* Stored data entries:
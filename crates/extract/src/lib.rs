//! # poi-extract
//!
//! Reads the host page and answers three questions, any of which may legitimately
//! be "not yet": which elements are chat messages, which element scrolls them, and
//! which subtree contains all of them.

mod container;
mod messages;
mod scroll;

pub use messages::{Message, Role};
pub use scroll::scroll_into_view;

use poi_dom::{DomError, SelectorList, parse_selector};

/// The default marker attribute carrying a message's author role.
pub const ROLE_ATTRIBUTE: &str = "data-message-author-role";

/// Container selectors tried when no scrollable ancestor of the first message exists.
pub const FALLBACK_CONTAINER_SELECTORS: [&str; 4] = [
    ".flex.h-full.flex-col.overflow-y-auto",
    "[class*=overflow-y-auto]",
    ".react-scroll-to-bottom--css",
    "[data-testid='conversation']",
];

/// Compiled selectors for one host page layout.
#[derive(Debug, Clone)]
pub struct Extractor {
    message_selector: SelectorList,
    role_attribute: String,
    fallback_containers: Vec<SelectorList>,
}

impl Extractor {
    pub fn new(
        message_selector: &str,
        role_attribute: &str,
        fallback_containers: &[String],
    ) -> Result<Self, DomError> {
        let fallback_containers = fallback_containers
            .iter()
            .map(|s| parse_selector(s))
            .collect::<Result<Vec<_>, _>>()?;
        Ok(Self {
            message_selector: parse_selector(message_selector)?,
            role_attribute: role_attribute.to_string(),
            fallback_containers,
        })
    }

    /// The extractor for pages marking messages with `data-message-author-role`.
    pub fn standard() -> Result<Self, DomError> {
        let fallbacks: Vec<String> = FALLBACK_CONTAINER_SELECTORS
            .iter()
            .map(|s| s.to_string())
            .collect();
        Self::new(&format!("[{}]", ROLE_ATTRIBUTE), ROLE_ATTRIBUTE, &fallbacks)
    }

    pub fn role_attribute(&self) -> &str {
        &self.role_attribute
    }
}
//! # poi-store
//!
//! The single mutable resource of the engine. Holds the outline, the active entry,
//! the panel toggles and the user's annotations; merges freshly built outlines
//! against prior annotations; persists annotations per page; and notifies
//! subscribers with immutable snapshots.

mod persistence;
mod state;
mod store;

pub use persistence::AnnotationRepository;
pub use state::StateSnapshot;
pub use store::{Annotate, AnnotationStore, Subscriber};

* Task requirements:
Copy the lines of the data above exactly as written, beginning with the line containing "let fallback_containers = fallback_containers" and ending with the line containing "pub fn standard()", and leave out all other lines.

* Written answer:
        let fallback_containers = fallback_containers
            .iter()
            .map(|s| parse_selector(s))
            .collect::<Result<Vec<_>, _>>()?;
        Ok(Self {
            message_selector: parse_selector(message_selector)?,
            role_attribute: role_attribute.to_string(),
            fallback_containers,
        })
    }

    /// The extractor for pages marking messages with `data-message-author-role`.
    pub fn standard() -> Result<Self, DomError> {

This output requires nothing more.